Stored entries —
────

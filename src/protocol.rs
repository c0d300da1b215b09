//! Lobby / signaling wire format.
//!
//! Every websocket text message is an envelope `{"event": ..., "data": {...}}`.
//! Signal payloads use the browser's JSON shapes for session descriptions and
//! ICE candidates so a browser peer can sit on the other end.

use serde::{Deserialize, Serialize};

use crate::peer::PeerId;

/// Client → server.
#[derive(Debug, Clone, PartialEq, Serialize, Deserialize)]
#[serde(tag = "event", content = "data", rename_all = "snake_case")]
pub enum ClientMessage {
    EnterLobby { username: String },
    LeaveLobby {},
    /// `id` is the target peer.
    Signal { id: PeerId, signal: SignalPayload },
}

/// Server → client.
#[derive(Debug, Clone, PartialEq, Serialize, Deserialize)]
#[serde(tag = "event", content = "data", rename_all = "snake_case")]
pub enum ServerMessage {
    Peers(PeersDelta),
    /// `id` is the sending peer.
    Signal { id: PeerId, signal: SignalPayload },
}

/// Lobby membership change. `enter` entries are `[id, name]` pairs.
#[derive(Debug, Clone, Default, PartialEq, Serialize, Deserialize)]
pub struct PeersDelta {
    #[serde(default, skip_serializing_if = "Vec::is_empty")]
    pub enter: Vec<(PeerId, String)>,
    #[serde(default, skip_serializing_if = "Vec::is_empty")]
    pub exit: Vec<PeerId>,
}

#[derive(Debug, Clone, PartialEq, Serialize, Deserialize)]
#[serde(tag = "type", rename_all = "lowercase")]
pub enum SignalPayload {
    Offer { sdp: String },
    Answer { sdp: String },
    Candidate { candidate: IceCandidate },
}

impl SignalPayload {
    pub fn kind(&self) -> &'static str {
        match self {
            Self::Offer { .. } => "offer",
            Self::Answer { .. } => "answer",
            Self::Candidate { .. } => "candidate",
        }
    }
}

impl From<SessionDescription> for SignalPayload {
    fn from(desc: SessionDescription) -> Self {
        match desc.kind {
            SdpKind::Offer => Self::Offer { sdp: desc.sdp },
            SdpKind::Answer => Self::Answer { sdp: desc.sdp },
        }
    }
}

/// An inbound signal together with its sender.
#[derive(Debug, Clone, PartialEq)]
pub struct SignalMessage {
    pub from: PeerId,
    pub payload: SignalPayload,
}

#[derive(Debug, Clone, Copy, PartialEq, Eq)]
pub enum SdpKind {
    Offer,
    Answer,
}

#[derive(Debug, Clone, PartialEq, Eq)]
pub struct SessionDescription {
    pub kind: SdpKind,
    pub sdp: String,
}

impl SessionDescription {
    pub fn offer(sdp: impl Into<String>) -> Self {
        Self { kind: SdpKind::Offer, sdp: sdp.into() }
    }

    pub fn answer(sdp: impl Into<String>) -> Self {
        Self { kind: SdpKind::Answer, sdp: sdp.into() }
    }
}

#[derive(Debug, Clone, PartialEq, Eq, Serialize, Deserialize)]
pub struct IceCandidate {
    pub candidate: String,
    #[serde(rename = "sdpMid", default)]
    pub sdp_mid: Option<String>,
    #[serde(rename = "sdpMLineIndex", default)]
    pub sdp_mline_index: Option<u16>,
    #[serde(rename = "usernameFragment", default, skip_serializing_if = "Option::is_none")]
    pub username_fragment: Option<String>,
}
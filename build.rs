use std::fs;
use std::path::Path;
use serde::Deserialize;

#[derive(Deserialize)]
struct Config {
    application: Application,
    signaling: Signaling,
    server: Server,
    transform: Transform,
    audio: Audio,
    ice: Ice,
}

#[derive(Deserialize)]
struct Application {
    name: String,
    version: String,
}

#[derive(Deserialize)]
struct Signaling {
    url: String,
    username: String,
    max_retry_delay_secs: u64,
}

#[derive(Deserialize)]
struct Server {
    bind_ip: String,
    port: u16,
}

#[derive(Deserialize)]
struct Transform {
    enabled: bool,
    pulse_min_hz: f32,
    pulse_max_hz: f32,
    tone_min_hz: f32,
    tone_max_hz: f32,
    right_shift: f32,
}

#[derive(Deserialize)]
struct Audio {
    max_channels: usize,
    max_frames: usize,
    output: String,
    playback_device: String,
}

#[derive(Deserialize)]
struct Ice {
    servers: Vec<String>,
}

// 在编译时读取 config.toml 并设置环境变量
fn main() {
    println!("cargo:rerun-if-changed=config.toml");

    let config_path = Path::new("config.toml");
    if !config_path.exists() {
        panic!("config.toml not found!");
    }

    let config_str = fs::read_to_string(config_path).expect("Failed to read config.toml");
    let config: Config = toml::from_str(&config_str).expect("Failed to parse config.toml");

    println!("cargo:rustc-env=APP_NAME={}", config.application.name);
    println!("cargo:rustc-env=APP_VERSION={}", config.application.version);

    // 信令配置
    println!("cargo:rustc-env=SIGNALING_URL={}", config.signaling.url);
    println!("cargo:rustc-env=SIGNALING_USERNAME={}", config.signaling.username);
    println!(
        "cargo:rustc-env=SIGNALING_MAX_RETRY_DELAY_SECS={}",
        config.signaling.max_retry_delay_secs
    );

    println!("cargo:rustc-env=SERVER_BIND_IP={}", config.server.bind_ip);
    println!("cargo:rustc-env=SERVER_PORT={}", config.server.port);

    // 音频变换配置
    println!("cargo:rustc-env=TRANSFORM_ENABLED={}", config.transform.enabled);
    println!("cargo:rustc-env=TRANSFORM_PULSE_MIN_HZ={}", config.transform.pulse_min_hz);
    println!("cargo:rustc-env=TRANSFORM_PULSE_MAX_HZ={}", config.transform.pulse_max_hz);
    println!("cargo:rustc-env=TRANSFORM_TONE_MIN_HZ={}", config.transform.tone_min_hz);
    println!("cargo:rustc-env=TRANSFORM_TONE_MAX_HZ={}", config.transform.tone_max_hz);
    println!("cargo:rustc-env=TRANSFORM_RIGHT_SHIFT={}", config.transform.right_shift);

    println!("cargo:rustc-env=AUDIO_MAX_CHANNELS={}", config.audio.max_channels);
    println!("cargo:rustc-env=AUDIO_MAX_FRAMES={}", config.audio.max_frames);
    println!("cargo:rustc-env=AUDIO_OUTPUT={}", config.audio.output);
    println!("cargo:rustc-env=AUDIO_PLAYBACK_DEVICE={}", config.audio.playback_device);

    // 逗号分隔的 STUN/TURN 地址，空字符串表示不使用
    println!("cargo:rustc-env=ICE_SERVERS={}", config.ice.servers.join(","));
}
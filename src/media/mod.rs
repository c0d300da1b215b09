//! media - WebRTC-backed sessions and inbound Opus decoding.

mod opus_decoder;
mod webrtc_session;

pub use opus_decoder::{OpusFrameDecoder, OPUS_SAMPLE_RATE};
pub use webrtc_session::WebRtcSessionFactory;
use std::sync::Arc;

use tokio::sync::mpsc;

use super::session::{
    ControllerEvent, ControllerEventKind, InboundTrack, MediaSession, SessionEvents,
    SessionFactory, TrackKind, TransportState,
};
use super::state::{ConnectionState, StatusListener};
use crate::audio::{AudioOutput, ReleaseCounter, TransformConfig, TransformHandle};
use crate::error::{ControllerError, NegotiationError, NegotiationStep};
use crate::peer::PeerId;
use crate::protocol::{IceCandidate, SdpKind, SessionDescription, SignalPayload};
use crate::signaling::SignalingClient;

/// Remote candidates held back until the remote description is applied.
pub const MAX_PENDING_CANDIDATES: usize = 64;

/// Collaborators shared by every controller.
pub struct ControllerContext {
    pub sessions: Arc<dyn SessionFactory>,
    pub signaling: Arc<dyn SignalingClient>,
    pub output: Arc<dyn AudioOutput>,
    pub status: Arc<dyn StatusListener>,
    pub transform: TransformConfig,
    pub events: mpsc::UnboundedSender<ControllerEvent>,
}

#[derive(Debug, Clone, Copy, PartialEq, Eq)]
enum Role {
    Offerer,
    Answerer,
}

/// Negotiation state machine for one peer.
///
/// Owns at most one media session and at most one transform pipeline. Async
/// negotiation steps run on spawned tasks and come back as
/// [`ControllerEvent`]s tagged with the session generation; results for a
/// session that has since been replaced or closed are dropped.
pub struct ConnectionController {
    peer: PeerId,
    ctx: Arc<ControllerContext>,
    state: ConnectionState,
    session: Option<Arc<dyn MediaSession>>,
    generation: u64,
    role: Option<Role>,
    remote_applied: bool,
    pending_candidates: Vec<IceCandidate>,
    // State to fall back to if the opening offer/answer step fails.
    rollback: Option<ConnectionState>,
    transform: Option<TransformHandle>,
    tearing_down: bool,
    torn_down: bool,
}

impl ConnectionController {
    pub fn new(peer: PeerId, ctx: Arc<ControllerContext>) -> Self {
        Self {
            peer,
            ctx,
            state: ConnectionState::Idle,
            session: None,
            generation: 0,
            role: None,
            remote_applied: false,
            pending_candidates: Vec::new(),
            rollback: None,
            transform: None,
            tearing_down: false,
            torn_down: false,
        }
    }

    pub fn peer(&self) -> &PeerId {
        &self.peer
    }

    pub fn state(&self) -> ConnectionState {
        self.state
    }

    pub fn generation(&self) -> u64 {
        self.generation
    }

    pub fn has_session(&self) -> bool {
        self.session.is_some()
    }

    pub fn has_live_transform(&self) -> bool {
        self.transform.as_ref().is_some_and(|t| !t.is_finished())
    }

    pub fn transform(&self) -> Option<&TransformHandle> {
        self.transform.as_ref()
    }

    pub fn transform_release_counter(&self) -> Option<ReleaseCounter> {
        self.transform.as_ref().and_then(TransformHandle::release_counter)
    }

    pub fn pending_candidates(&self) -> usize {
        self.pending_candidates.len()
    }

    pub fn is_torn_down(&self) -> bool {
        self.torn_down
    }

    fn has_live_session(&self) -> bool {
        self.session.is_some() && self.state.is_live()
    }

    /// The UI toggle: hang up a live connection, otherwise start one.
    pub async fn toggle(&mut self) -> Result<(), ControllerError> {
        if self.has_live_session() {
            self.disconnect().await;
            Ok(())
        } else {
            self.connect().await
        }
    }

    /// Open a session and send an offer.
    pub async fn connect(&mut self) -> Result<(), ControllerError> {
        if self.torn_down {
            return Err(ControllerError::TornDown(self.peer.clone()));
        }
        if self.has_live_session() {
            return Err(ControllerError::SessionExists(self.peer.clone()));
        }

        let prior = self.state;
        let session = self.open_session().await?;
        self.role = Some(Role::Offerer);
        self.rollback = Some(prior);
        self.set_state(ConnectionState::Negotiating);
        log::info!("Connecting to {}: creating offer", self.peer);

        let events = self.session_events();
        tokio::spawn(async move {
            let result = async {
                let offer = session
                    .create_offer()
                    .await
                    .map_err(|e| NegotiationError::new(NegotiationStep::CreateOffer, e))?;
                session
                    .set_local_description(offer.clone())
                    .await
                    .map_err(|e| NegotiationError::new(NegotiationStep::SetLocalDescription, e))?;
                Ok::<_, NegotiationError>(offer)
            }
            .await;
            report_local_description(&events, result);
        });
        Ok(())
    }

    /// Close the session and any transform, back to Idle.
    pub async fn disconnect(&mut self) {
        if self.torn_down || self.tearing_down {
            return;
        }
        log::info!("Disconnecting from {}", self.peer);
        self.release_transform();
        self.close_session().await;
        self.set_state(ConnectionState::Idle);
    }

    /// Final release when the peer leaves. Idempotent.
    pub async fn teardown(&mut self) {
        if self.torn_down || self.tearing_down {
            log::debug!("Teardown of {} already done or in progress", self.peer);
            return;
        }
        self.tearing_down = true;
        log::info!("Tearing down controller for {}", self.peer);
        self.release_transform();
        self.close_session().await;
        self.set_state(ConnectionState::Closed);
        self.torn_down = true;
        self.tearing_down = false;
    }

    /// Apply an inbound signal from this peer.
    pub async fn handle_signal(&mut self, payload: SignalPayload) -> Result<(), ControllerError> {
        if self.torn_down {
            log::debug!("Ignoring {} from {}: controller torn down", payload.kind(), self.peer);
            return Ok(());
        }
        match payload {
            SignalPayload::Offer { sdp } => self.accept_offer(sdp).await,
            SignalPayload::Answer { sdp } => {
                self.accept_answer(sdp);
                Ok(())
            }
            SignalPayload::Candidate { candidate } => {
                self.accept_candidate(candidate);
                Ok(())
            }
        }
    }

    async fn accept_offer(&mut self, sdp: String) -> Result<(), ControllerError> {
        if self.has_live_session() {
            // First offer wins; a competing offer is dropped, not answered.
            log::warn!("Ignoring offer from {}: session already {}", self.peer, self.state);
            return Ok(());
        }

        let prior = self.state;
        let session = self.open_session().await?;
        self.role = Some(Role::Answerer);
        self.rollback = Some(prior);
        self.set_state(ConnectionState::Negotiating);
        log::info!("Offer from {}: creating answer", self.peer);

        let events = self.session_events();
        tokio::spawn(async move {
            let result = async {
                session
                    .set_remote_description(SessionDescription::offer(sdp))
                    .await
                    .map_err(|e| NegotiationError::new(NegotiationStep::SetRemoteDescription, e))?;
                events.emit(ControllerEventKind::RemoteDescriptionApplied);
                let answer = session
                    .create_answer()
                    .await
                    .map_err(|e| NegotiationError::new(NegotiationStep::CreateAnswer, e))?;
                session
                    .set_local_description(answer.clone())
                    .await
                    .map_err(|e| NegotiationError::new(NegotiationStep::SetLocalDescription, e))?;
                Ok::<_, NegotiationError>(answer)
            }
            .await;
            report_local_description(&events, result);
        });
        Ok(())
    }

    fn accept_answer(&mut self, sdp: String) {
        let Some(session) = self.session.clone() else {
            log::debug!("Ignoring answer from {}: no session", self.peer);
            return;
        };
        if self.role != Some(Role::Offerer) || self.remote_applied || self.state != ConnectionState::Negotiating {
            log::warn!("Ignoring unexpected answer from {} in state {}", self.peer, self.state);
            return;
        }

        let events = self.session_events();
        tokio::spawn(async move {
            match session.set_remote_description(SessionDescription::answer(sdp)).await {
                Ok(()) => events.emit(ControllerEventKind::RemoteDescriptionApplied),
                Err(e) => events.emit(ControllerEventKind::NegotiationFailed(NegotiationError::new(
                    NegotiationStep::SetRemoteDescription,
                    e,
                ))),
            }
        });
    }

    fn accept_candidate(&mut self, candidate: IceCandidate) {
        if self.session.is_none() {
            log::debug!("Dropping candidate from {}: no session", self.peer);
            return;
        }
        if self.remote_applied {
            self.add_remote_candidate(candidate);
        } else if self.pending_candidates.len() < MAX_PENDING_CANDIDATES {
            self.pending_candidates.push(candidate);
        } else {
            log::warn!("Dropping candidate from {}: pending queue full", self.peer);
        }
    }

    fn add_remote_candidate(&self, candidate: IceCandidate) {
        let Some(session) = self.session.clone() else {
            return;
        };
        let peer = self.peer.clone();
        tokio::spawn(async move {
            if let Err(e) = session.add_ice_candidate(candidate).await {
                log::warn!("{}", NegotiationError::new(NegotiationStep::AddIceCandidate, format!("{}: {}", peer, e)));
            }
        });
    }

    /// Apply an event reported by this controller's session or one of its
    /// negotiation tasks.
    pub async fn handle_event(&mut self, generation: u64, kind: ControllerEventKind) {
        if self.torn_down || self.session.is_none() || generation != self.generation {
            log::debug!(
                "Dropping stale event for {} (generation {}, current {})",
                self.peer,
                generation,
                self.generation
            );
            return;
        }

        match kind {
            ControllerEventKind::Transport(state) => self.on_transport_state(state),
            ControllerEventKind::LocalCandidate(candidate) => {
                self.send_signal(SignalPayload::Candidate { candidate }).await;
            }
            ControllerEventKind::LocalDescription(desc) => {
                self.rollback = None;
                let kind = desc.kind;
                self.send_signal(desc.into()).await;
                if kind == SdpKind::Answer {
                    log::info!("Answer sent to {}", self.peer);
                }
            }
            ControllerEventKind::RemoteDescriptionApplied => {
                self.remote_applied = true;
                for candidate in std::mem::take(&mut self.pending_candidates) {
                    self.add_remote_candidate(candidate);
                }
            }
            ControllerEventKind::NegotiationFailed(err) => self.on_negotiation_failed(err).await,
            ControllerEventKind::Track(track) => self.on_track(track),
        }
    }

    fn on_transport_state(&mut self, state: TransportState) {
        log::debug!("Transport state for {}: {:?}", self.peer, state);
        let Some(next) = ConnectionState::from_transport(state) else {
            return;
        };
        if next != ConnectionState::Connected {
            self.release_transform();
        }
        self.set_state(next);
    }

    async fn on_negotiation_failed(&mut self, err: NegotiationError) {
        log::error!("Negotiation with {} failed: {}", self.peer, err);
        // Opening step failed: drop the half-built session and restore the
        // prior state. Later failures leave the negotiation where it was.
        if let Some(prior) = self.rollback.take() {
            self.release_transform();
            self.close_session().await;
            self.set_state(prior);
        }
    }

    fn on_track(&mut self, track: InboundTrack) {
        if !self.state.is_live() {
            log::debug!("Ignoring track {} from {} in state {}", track.id, self.peer, self.state);
            return;
        }
        if track.kind != TrackKind::Audio {
            log::debug!("Ignoring non-audio track {} from {}", track.id, self.peer);
            return;
        }
        if self.transform.is_some() {
            log::warn!("Replacing existing transform for {}", self.peer);
            self.release_transform();
        }

        let sink = match self.ctx.output.open(&self.peer) {
            Ok(sink) => sink,
            Err(e) => {
                log::error!("Failed to open audio output for {}: {}", self.peer, e);
                return;
            }
        };
        let session = self
            .ctx
            .transform
            .enabled
            .then(|| self.ctx.transform.randomized_session());
        log::info!("Inbound audio track {} from {}", track.id, self.peer);
        self.transform = Some(TransformHandle::spawn(self.peer.to_string(), session, track.frames, sink));
    }

    async fn open_session(&mut self) -> Result<Arc<dyn MediaSession>, ControllerError> {
        // Leftover from a dead connection (failed/disconnected/closed).
        if self.session.is_some() {
            self.release_transform();
            self.close_session().await;
        }

        let generation = self.generation + 1;
        let events = SessionEvents::new(self.peer.clone(), generation, self.ctx.events.clone());
        let session = self
            .ctx
            .sessions
            .create(&self.peer, events)
            .await
            .map_err(|e| {
                let err = NegotiationError::new(NegotiationStep::CreateSession, e);
                log::error!("Negotiation with {} failed: {}", self.peer, err);
                err
            })?;

        self.generation = generation;
        self.session = Some(session.clone());
        self.remote_applied = false;
        self.pending_candidates.clear();
        Ok(session)
    }

    async fn close_session(&mut self) {
        self.role = None;
        self.remote_applied = false;
        self.rollback = None;
        self.pending_candidates.clear();
        if let Some(session) = self.session.take() {
            if let Err(e) = session.close().await {
                log::warn!("Closing session with {} failed: {}", self.peer, e);
            }
        }
    }

    fn release_transform(&mut self) {
        if let Some(mut transform) = self.transform.take() {
            transform.stop();
        }
    }

    fn session_events(&self) -> SessionEvents {
        SessionEvents::new(self.peer.clone(), self.generation, self.ctx.events.clone())
    }

    async fn send_signal(&self, payload: SignalPayload) {
        let kind = payload.kind();
        if let Err(e) = self.ctx.signaling.send(&self.peer, payload).await {
            log::error!("Failed to send {} to {}: {}", kind, self.peer, e);
        }
    }

    fn set_state(&mut self, state: ConnectionState) {
        if self.state == state {
            return;
        }
        log::info!("Peer {}: {} -> {}", self.peer, self.state, state);
        self.state = state;
        self.ctx.status.state_changed(&self.peer, state);
    }
}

────

Instructions for the task —
Your answer should be each line from the entries that includes the string "match".

Task output —
        match self {
        match desc.kind {
        match payload {
            match session.set_remote_description(SessionDescription::answer(sdp)).await {
        match kind {
        let sink = match self.ctx.output.open(&self.peer) {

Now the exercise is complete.